* The task
Repeat precisely the span of lines below that opens with the line containing "const CASCADE_LINE: u8 = 2;" and closes with the line containing "pub fn init()", both included.

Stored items
★ ★ ★ ★ ★

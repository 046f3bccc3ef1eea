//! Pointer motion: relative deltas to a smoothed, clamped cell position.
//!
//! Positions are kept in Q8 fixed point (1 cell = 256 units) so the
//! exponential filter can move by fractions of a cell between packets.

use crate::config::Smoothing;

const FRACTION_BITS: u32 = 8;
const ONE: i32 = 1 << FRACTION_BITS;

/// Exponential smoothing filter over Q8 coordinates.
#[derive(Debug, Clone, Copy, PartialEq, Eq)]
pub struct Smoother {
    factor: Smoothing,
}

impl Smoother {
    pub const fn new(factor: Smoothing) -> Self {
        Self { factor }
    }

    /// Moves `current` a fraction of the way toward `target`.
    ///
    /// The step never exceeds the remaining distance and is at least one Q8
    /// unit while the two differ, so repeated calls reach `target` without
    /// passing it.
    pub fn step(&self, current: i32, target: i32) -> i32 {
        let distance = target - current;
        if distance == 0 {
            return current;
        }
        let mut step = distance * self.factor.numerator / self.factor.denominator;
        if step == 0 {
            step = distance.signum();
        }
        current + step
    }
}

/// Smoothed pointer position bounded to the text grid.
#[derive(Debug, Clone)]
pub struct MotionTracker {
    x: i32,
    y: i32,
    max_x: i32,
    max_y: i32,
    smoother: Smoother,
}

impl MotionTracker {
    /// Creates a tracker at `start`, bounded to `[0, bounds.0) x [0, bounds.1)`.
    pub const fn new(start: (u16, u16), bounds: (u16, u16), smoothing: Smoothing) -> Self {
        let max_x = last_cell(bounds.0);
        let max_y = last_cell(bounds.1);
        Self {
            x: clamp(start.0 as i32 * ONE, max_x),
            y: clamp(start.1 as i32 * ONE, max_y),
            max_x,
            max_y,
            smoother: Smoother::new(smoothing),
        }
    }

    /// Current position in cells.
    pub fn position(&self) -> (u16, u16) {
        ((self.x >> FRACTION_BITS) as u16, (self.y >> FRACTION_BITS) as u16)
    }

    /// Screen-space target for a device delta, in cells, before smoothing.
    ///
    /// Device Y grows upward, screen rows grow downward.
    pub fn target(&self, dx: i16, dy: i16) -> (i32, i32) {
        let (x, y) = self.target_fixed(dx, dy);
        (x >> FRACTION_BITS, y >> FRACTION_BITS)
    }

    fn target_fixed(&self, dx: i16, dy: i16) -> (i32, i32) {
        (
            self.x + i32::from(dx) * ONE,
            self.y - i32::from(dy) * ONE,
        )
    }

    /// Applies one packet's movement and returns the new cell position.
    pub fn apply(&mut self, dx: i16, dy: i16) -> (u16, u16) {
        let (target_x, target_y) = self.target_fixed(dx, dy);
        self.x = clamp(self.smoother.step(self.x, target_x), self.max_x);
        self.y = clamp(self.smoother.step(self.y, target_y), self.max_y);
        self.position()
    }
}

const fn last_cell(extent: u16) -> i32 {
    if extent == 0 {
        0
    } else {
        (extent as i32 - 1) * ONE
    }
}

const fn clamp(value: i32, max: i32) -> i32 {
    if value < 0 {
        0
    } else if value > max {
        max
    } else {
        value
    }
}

★ ★ ★ ★ ★

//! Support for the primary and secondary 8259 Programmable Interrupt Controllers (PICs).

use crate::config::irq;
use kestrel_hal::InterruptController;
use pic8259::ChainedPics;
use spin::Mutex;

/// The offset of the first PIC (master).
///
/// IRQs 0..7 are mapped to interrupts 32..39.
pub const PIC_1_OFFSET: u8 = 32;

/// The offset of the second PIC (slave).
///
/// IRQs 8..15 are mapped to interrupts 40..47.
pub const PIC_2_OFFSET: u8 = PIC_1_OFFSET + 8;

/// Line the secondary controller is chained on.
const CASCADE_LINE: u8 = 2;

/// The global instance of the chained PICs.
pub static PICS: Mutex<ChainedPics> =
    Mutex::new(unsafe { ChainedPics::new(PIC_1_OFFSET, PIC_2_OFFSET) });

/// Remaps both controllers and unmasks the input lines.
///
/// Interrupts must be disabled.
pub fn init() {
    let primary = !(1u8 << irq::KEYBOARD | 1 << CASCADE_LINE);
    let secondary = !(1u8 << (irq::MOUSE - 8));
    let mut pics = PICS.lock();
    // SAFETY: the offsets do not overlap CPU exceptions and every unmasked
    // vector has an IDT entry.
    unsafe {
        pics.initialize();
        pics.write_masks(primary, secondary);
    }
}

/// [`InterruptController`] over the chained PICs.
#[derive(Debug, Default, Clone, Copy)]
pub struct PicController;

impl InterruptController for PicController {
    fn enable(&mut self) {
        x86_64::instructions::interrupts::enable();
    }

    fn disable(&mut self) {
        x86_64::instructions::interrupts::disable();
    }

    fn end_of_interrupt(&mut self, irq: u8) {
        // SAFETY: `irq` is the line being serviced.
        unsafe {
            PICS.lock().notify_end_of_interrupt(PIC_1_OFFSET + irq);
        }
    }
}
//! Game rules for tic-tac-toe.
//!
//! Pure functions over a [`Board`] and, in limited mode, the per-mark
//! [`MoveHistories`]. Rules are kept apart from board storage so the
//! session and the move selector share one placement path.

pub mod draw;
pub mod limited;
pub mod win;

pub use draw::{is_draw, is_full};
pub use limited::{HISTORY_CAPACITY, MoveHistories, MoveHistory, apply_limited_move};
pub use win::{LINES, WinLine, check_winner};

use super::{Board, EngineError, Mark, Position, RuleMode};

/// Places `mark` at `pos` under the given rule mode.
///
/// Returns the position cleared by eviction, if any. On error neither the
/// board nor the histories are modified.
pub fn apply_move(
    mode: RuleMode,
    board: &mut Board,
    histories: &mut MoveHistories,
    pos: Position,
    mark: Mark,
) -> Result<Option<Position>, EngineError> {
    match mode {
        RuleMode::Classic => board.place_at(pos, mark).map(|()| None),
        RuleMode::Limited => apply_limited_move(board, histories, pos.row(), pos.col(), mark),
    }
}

★ ★ ★ ★ ★

* Response to the exercise
const CASCADE_LINE: u8 = 2;

/// The global instance of the chained PICs.
pub static PICS: Mutex<ChainedPics> =
    Mutex::new(unsafe { ChainedPics::new(PIC_1_OFFSET, PIC_2_OFFSET) });

/// Remaps both controllers and unmasks the input lines.
///
/// Interrupts must be disabled.
pub fn init() {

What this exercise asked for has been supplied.